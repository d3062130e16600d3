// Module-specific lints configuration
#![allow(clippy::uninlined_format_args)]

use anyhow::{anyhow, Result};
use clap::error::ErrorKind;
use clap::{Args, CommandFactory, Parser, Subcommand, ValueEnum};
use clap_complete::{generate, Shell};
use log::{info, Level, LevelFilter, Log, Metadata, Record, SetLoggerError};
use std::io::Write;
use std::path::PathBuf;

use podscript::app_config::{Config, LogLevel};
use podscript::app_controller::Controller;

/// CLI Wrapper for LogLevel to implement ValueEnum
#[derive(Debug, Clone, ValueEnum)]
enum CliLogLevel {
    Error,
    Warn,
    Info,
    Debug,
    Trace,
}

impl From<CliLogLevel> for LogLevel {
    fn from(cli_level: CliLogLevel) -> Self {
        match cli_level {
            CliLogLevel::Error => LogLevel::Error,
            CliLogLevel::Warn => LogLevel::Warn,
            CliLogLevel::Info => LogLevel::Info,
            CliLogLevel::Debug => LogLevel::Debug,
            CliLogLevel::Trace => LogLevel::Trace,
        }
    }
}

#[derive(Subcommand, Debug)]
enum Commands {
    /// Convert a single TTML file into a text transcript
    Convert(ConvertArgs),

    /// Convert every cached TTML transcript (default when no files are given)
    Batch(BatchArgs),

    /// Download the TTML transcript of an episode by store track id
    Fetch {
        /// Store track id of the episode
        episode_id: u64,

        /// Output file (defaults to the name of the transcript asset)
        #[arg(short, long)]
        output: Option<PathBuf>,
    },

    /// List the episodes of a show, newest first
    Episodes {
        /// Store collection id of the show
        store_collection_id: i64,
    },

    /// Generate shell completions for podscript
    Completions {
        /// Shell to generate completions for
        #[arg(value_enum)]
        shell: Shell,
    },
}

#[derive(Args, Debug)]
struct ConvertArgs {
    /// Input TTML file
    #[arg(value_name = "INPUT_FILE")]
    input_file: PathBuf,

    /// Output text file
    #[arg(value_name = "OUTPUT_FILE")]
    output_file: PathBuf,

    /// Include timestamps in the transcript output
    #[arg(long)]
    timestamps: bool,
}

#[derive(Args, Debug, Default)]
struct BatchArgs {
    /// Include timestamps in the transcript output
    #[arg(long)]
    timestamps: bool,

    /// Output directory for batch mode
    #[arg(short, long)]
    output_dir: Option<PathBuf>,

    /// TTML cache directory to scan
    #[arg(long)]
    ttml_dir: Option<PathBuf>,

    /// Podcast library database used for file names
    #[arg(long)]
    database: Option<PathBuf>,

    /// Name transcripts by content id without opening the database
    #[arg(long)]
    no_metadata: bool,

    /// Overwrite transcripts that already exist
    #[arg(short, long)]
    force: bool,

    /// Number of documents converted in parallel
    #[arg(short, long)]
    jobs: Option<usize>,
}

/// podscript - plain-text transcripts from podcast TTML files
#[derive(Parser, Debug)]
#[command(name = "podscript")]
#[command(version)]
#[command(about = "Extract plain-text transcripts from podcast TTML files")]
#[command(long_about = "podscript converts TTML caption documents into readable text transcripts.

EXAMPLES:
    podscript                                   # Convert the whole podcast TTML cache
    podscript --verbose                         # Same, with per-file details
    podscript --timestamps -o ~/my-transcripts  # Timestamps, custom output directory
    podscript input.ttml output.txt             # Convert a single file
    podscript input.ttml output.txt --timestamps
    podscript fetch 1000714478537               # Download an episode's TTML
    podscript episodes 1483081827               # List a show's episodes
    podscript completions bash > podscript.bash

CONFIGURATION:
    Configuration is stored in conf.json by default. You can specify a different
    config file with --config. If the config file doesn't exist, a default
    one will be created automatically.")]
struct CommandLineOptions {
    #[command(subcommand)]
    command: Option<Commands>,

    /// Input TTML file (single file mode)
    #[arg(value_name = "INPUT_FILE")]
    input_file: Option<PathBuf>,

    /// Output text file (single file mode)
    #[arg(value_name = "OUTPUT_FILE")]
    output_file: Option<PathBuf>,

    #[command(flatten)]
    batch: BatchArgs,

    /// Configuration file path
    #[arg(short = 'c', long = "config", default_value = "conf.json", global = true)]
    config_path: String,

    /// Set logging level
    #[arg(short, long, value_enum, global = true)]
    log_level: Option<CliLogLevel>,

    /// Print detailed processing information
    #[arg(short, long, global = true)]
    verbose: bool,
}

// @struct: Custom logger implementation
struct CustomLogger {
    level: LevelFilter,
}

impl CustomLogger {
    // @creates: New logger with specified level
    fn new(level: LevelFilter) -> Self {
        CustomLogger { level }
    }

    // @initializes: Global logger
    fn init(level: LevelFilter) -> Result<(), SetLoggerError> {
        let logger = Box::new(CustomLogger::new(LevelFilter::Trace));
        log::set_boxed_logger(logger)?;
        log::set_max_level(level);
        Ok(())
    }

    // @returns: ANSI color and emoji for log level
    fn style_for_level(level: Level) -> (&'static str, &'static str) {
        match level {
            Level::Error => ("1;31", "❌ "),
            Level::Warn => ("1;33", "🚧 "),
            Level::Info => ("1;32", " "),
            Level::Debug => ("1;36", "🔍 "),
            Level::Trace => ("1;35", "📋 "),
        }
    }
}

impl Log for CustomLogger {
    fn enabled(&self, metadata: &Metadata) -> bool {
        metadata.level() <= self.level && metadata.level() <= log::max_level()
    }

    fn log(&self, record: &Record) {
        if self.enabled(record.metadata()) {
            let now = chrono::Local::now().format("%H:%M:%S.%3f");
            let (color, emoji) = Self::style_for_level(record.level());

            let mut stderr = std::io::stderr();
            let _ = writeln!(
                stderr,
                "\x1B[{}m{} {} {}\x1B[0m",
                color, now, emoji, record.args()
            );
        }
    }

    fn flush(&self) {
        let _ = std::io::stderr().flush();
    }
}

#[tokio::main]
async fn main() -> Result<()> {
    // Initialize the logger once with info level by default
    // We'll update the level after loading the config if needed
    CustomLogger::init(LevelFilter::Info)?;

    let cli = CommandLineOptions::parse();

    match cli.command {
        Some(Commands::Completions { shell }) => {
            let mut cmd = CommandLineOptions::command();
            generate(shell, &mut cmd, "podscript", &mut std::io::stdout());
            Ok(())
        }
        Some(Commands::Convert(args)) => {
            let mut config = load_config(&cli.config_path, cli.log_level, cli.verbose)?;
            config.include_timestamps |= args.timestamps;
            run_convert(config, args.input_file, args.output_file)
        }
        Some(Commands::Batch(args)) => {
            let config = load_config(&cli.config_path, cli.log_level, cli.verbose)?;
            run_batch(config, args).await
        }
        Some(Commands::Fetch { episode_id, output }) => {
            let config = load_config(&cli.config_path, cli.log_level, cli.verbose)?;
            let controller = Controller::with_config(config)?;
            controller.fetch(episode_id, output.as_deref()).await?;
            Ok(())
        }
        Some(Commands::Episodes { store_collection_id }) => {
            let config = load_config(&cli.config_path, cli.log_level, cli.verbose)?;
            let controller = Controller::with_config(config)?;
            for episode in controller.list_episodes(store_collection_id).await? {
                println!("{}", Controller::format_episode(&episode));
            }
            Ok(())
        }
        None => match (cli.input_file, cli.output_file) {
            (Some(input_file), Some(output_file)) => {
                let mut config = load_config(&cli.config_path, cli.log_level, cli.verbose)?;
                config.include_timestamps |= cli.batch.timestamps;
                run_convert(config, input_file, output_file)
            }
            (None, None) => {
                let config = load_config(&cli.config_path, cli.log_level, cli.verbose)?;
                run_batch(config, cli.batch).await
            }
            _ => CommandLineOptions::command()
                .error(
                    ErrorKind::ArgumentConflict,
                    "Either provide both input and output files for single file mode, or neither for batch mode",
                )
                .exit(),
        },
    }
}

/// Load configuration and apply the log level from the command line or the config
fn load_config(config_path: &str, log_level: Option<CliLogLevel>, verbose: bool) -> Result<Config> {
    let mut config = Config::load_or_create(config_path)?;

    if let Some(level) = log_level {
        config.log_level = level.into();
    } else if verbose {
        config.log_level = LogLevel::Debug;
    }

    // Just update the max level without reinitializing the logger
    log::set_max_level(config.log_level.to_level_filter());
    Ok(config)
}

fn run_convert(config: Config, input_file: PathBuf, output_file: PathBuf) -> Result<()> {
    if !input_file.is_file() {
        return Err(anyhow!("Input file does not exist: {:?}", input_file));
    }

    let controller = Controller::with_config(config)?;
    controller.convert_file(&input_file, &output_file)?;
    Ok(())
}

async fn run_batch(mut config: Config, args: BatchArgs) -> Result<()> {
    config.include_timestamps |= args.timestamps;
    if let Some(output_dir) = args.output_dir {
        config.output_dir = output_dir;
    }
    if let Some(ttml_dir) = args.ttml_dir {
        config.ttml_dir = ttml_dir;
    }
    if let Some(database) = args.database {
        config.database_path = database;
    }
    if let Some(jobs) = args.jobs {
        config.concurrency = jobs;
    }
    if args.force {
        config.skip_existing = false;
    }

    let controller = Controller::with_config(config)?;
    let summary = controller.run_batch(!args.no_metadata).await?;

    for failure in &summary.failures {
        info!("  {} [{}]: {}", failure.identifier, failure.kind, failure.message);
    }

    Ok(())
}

## What is expected
Give back precisely the lines above that start at the line containing "podscript input.ttml output.txt --timestamps" and end at the line containing "config file with", inclusive. No other lines belong in the output.

## Finished task
    podscript input.ttml output.txt --timestamps
    podscript fetch 1000714478537               # Download an episode's TTML
    podscript episodes 1483081827               # List a show's episodes
    podscript completions bash > podscript.bash

CONFIGURATION:
    Configuration is stored in conf.json by default. You can specify a different
    config file with --config. If the config file doesn't exist, a default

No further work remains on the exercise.